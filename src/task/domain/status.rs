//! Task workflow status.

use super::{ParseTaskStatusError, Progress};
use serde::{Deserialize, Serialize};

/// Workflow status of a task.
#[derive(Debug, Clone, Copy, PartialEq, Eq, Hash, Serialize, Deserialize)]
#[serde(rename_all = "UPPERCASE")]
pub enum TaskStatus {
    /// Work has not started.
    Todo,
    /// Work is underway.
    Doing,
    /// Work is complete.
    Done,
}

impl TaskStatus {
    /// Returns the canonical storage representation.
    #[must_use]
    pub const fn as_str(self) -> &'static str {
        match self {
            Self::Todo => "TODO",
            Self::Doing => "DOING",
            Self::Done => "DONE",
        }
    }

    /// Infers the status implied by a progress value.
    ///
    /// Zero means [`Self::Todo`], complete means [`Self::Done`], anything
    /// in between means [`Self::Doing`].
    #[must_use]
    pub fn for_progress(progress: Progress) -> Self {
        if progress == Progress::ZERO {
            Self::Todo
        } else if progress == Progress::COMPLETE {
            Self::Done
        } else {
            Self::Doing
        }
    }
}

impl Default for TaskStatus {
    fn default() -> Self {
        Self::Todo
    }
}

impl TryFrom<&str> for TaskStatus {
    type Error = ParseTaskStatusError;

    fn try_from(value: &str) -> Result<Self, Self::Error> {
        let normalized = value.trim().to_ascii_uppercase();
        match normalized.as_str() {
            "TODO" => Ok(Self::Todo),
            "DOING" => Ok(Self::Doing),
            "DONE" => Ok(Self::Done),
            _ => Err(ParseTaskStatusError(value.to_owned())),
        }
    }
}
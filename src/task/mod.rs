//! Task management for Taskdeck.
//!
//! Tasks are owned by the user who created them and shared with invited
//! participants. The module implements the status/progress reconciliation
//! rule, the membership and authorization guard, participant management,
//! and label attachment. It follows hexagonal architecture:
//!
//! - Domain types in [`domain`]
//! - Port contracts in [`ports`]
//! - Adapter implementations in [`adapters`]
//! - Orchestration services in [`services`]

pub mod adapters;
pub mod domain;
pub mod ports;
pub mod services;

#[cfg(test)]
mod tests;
------------------------------------
Starting with the line that contains "- Adapter implementations", copy each line through the end of the data exactly, and leave out all earlier lines.

//! - Adapter implementations in [`adapters`]
//! - Orchestration services in [`services`]

pub mod adapters;
pub mod domain;
pub mod ports;
pub mod services;

#[cfg(test)]
mod tests;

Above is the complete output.